The oxygen is covalently bonded to something; it can not be pulled off easily. CH3OH is methanol
Arrhenius acid + arrhenius bas → water + salt
HNO3(aq) + LiOH(aq) → HOH + LiNO3
Net Ionic Equation:
H+(aq) plus OH-(aq) → H2O(L)
Bronsted- Lowry acid definition-
a substance that acts as a proton (H+) donor.
*anything with a (-) charge or a lone pair of electrons **could** be a B-L acid (some with greater ease than others)
Bronsted- Lowry base definition- a substance that acts as a proton (H+) acceptor
*anything with a (-) charge or a lone pair of electrons could be a B-L base
OH- acts as a B-L base because it can bind with H+ to make water
CO3 -2 acts as a B-L base cuz it can bind with 2H+ to make it a neutral compound
NH3 acts as a B-L base cuz it has a lone pair of electrons which can form a bond with H+
a B-L acid always needs another chemical to be a B-L base
this is and acid- base reaction
acid-base reaction= H+ transfer
In many *(but not alll)* situations WATER!!! acts as the acid or base
HCl IN water
HCl (aq) + H2O(l) --> H3O+(aq) + Cl-(aq)
H3O+ is hydronium it is equivalent to H+
H3O+ is heavy water cuz it is ozonated!!
NH3(aq) + H2O (L) --> NH4(aq) + OH-(aq)
***Hydroxide can be produced even though the base didn't contain that ion***
-log[H+] = pH
its a simple logarithm. DONT USE IF CONFUSED send me a msg i'll help u out
Remember its high school equations I am only 17
If you closely at the reactants in these examples:
HCl(aq) + H2O (l) --> H30+(aq) + Cl-(aq)
NH3 (aq) + H2O (l) --> NH4+(aq) + OH-(aq)

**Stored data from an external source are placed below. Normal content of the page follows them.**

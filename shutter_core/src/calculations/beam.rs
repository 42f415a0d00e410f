//! # Beam Shuttering
//!
//! Formwork for RCC beams (sides, bottom and support). The beam count is
//! estimated from the allocated area by treating it as a square run of
//! formwork: total length `sqrt(area × 4)` cut into 8' beams.

use crate::errors::CalcResult;
use crate::materials::{MaterialItem, MaterialKind};
use crate::units::{multiply, round_up};

use super::rules::{CategoryContext, CategoryRules, CoreDescriptions, CoreQuantities};

/// Length of one beam segment (ft)
pub const BEAM_SEGMENT_FT: f64 = 8.0;

/// Bottom plates per estimated beam
pub const BOTTOM_PLATES_PER_BEAM: u64 = 2;

/// 3" nails per wood board
pub const NAILS_PER_BOARD: u64 = 6;

/// 5" nails per estimated beam
pub const HEAVY_NAILS_PER_BEAM: u64 = 4;

/// Estimated number of 8' beams for a beam formwork area (at least one).
pub fn estimated_beams(area_sqft: f64) -> CalcResult<u64> {
    let beam_length_ft = (area_sqft * 4.0).sqrt();
    round_up((beam_length_ft / BEAM_SEGMENT_FT).floor().max(1.0))
}

/// Beam calculator hooks
#[derive(Debug, Clone, Copy, Default)]
pub struct BeamRules;

impl CategoryRules for BeamRules {
    fn descriptions(&self) -> CoreDescriptions {
        CoreDescriptions {
            wood_boards: "For beam sides and bottom",
            props: "Vertical support for beams",
            beams: "Horizontal support under beam",
            bamboo: "Diagonal bracing for beam sides",
        }
    }

    fn trailing_items(&self, ctx: &CategoryContext<'_>, core: &CoreQuantities) -> CalcResult<Vec<MaterialItem>> {
        let beams = estimated_beams(ctx.area_sqft)?;
        Ok(vec![
            MaterialKind::BeamBottomPlates.item(
                multiply(beams, BOTTOM_PLATES_PER_BEAM)?,
                "Thick boards for beam bottom (if needed)",
            ),
            MaterialKind::Nails3In.item(
                multiply(core.wood_boards, NAILS_PER_BOARD)?,
                "For beam formwork assembly",
            ),
            MaterialKind::Nails5In.item(
                multiply(beams, HEAVY_NAILS_PER_BEAM)?,
                "Heavy nails for beam bottom",
            ),
        ])
    }
}
//! # Wall Shuttering
//!
//! Vertical formwork for walls. Wall length is derived from the allocated
//! area assuming a 10 ft wall, then split into 8' panels held by two tie
//! rods each.

use crate::errors::CalcResult;
use crate::materials::{MaterialItem, MaterialKind};
use crate::units::{multiply, round_up};

use super::rules::{CategoryContext, CategoryRules, CoreDescriptions, CoreQuantities};

/// Assumed wall height (ft)
pub const WALL_HEIGHT_FT: f64 = 10.0;

/// Width of one wall panel run (ft)
pub const PANEL_LENGTH_FT: f64 = 8.0;

pub const TIE_RODS_PER_PANEL: u64 = 2;

/// 3" nails per wood board
pub const NAILS_PER_BOARD: u64 = 5;

/// Number of 8' wall panels for a wall formwork area.
pub fn panels_needed(area_sqft: f64) -> CalcResult<u64> {
    let wall_length_ft = area_sqft / WALL_HEIGHT_FT;
    round_up(wall_length_ft / PANEL_LENGTH_FT)
}

/// Wall calculator hooks
#[derive(Debug, Clone, Copy, Default)]
pub struct WallRules;

impl CategoryRules for WallRules {
    fn descriptions(&self) -> CoreDescriptions {
        CoreDescriptions {
            wood_boards: "For wall surface",
            props: "Wall alignment supports",
            beams: "Horizontal walers",
            bamboo: "Wall bracing",
        }
    }

    fn lead_items(&self, ctx: &CategoryContext<'_>, _core: &CoreQuantities) -> CalcResult<Vec<MaterialItem>> {
        Ok(vec![MaterialKind::WallPanels.item(
            panels_needed(ctx.area_sqft)?,
            "Steel panels for wall (optional)",
        )])
    }

    fn trailing_items(&self, ctx: &CategoryContext<'_>, core: &CoreQuantities) -> CalcResult<Vec<MaterialItem>> {
        Ok(vec![
            MaterialKind::TieRods.item(
                multiply(panels_needed(ctx.area_sqft)?, TIE_RODS_PER_PANEL)?,
                "To hold wall forms together",
            ),
            MaterialKind::Nails3In.item(
                multiply(core.wood_boards, NAILS_PER_BOARD)?,
                "For wall formwork",
            ),
        ])
    }
}

#[cfg(test)]
mod tests {
    use super::*;
    use crate::calculations::rules::estimate;
    use crate::calculations::Category;
    use crate::materials::MaterialFamily;
    use crate::settings::EstimatorSettings;

    #[test]
    fn test_panels_needed() {
        // 100 sq ft / 10 ft = 10 ft of wall -> 2 panels
        assert_eq!(panels_needed(100.0).unwrap(), 2);
        assert_eq!(panels_needed(80.0).unwrap(), 1);
        assert_eq!(panels_needed(80.1).unwrap(), 2);
    }

    #[test]
    fn test_wall_materials_for_100_sqft() {
        let settings = EstimatorSettings::default();
        let ctx = CategoryContext::new(Category::Wall, 100.0, &settings);
        let result = estimate(&WallRules, &ctx).unwrap();

        let quantities: Vec<u64> = result.materials.iter().map(|m| m.quantity).collect();
        assert_eq!(quantities, vec![45, 2, 6, 12, 10, 4, 225]);
        assert_eq!(result.materials[1].name, "Wall Panels (Steel)");
    }

    #[test]
    fn test_wall_panels_not_counted_as_steel_sheets() {
        let settings = EstimatorSettings::default();
        let ctx = CategoryContext::new(Category::Wall, 100.0, &settings);
        let result = estimate(&WallRules, &ctx).unwrap();
        assert!(result
            .materials
            .iter()
            .all(|m| !m.is_family(MaterialFamily::SteelSheet)));
    }
}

you may ask yourself "How do you know which reactant is the acid and which is the base?"
1. The acid must have an H to donate
2. The base must be able to accept an H
3. If both are amphiprotic* then the stronger acid gets to be the acid
* an adjective describing a chemical that can act as an acid or a base
HCl + H2O --> H3O++ Cl-
HCl has an H so it could act as an acid... It can't be a base(neutral and not nitrogen-based) must act as an acid. HAHA funny that it's hydrochloric acid.
H2O can be both (its amphiprotic) but because the HCl can only be an acid the water must act as a base.
NH3+ H2O --> NH4+ + OH-
NH3 has an "H" so it could act as an acid... It could act as a base as well!
H2O is a stronger acid (?!?!) than NH3, so it forces its H+ onto the NH3.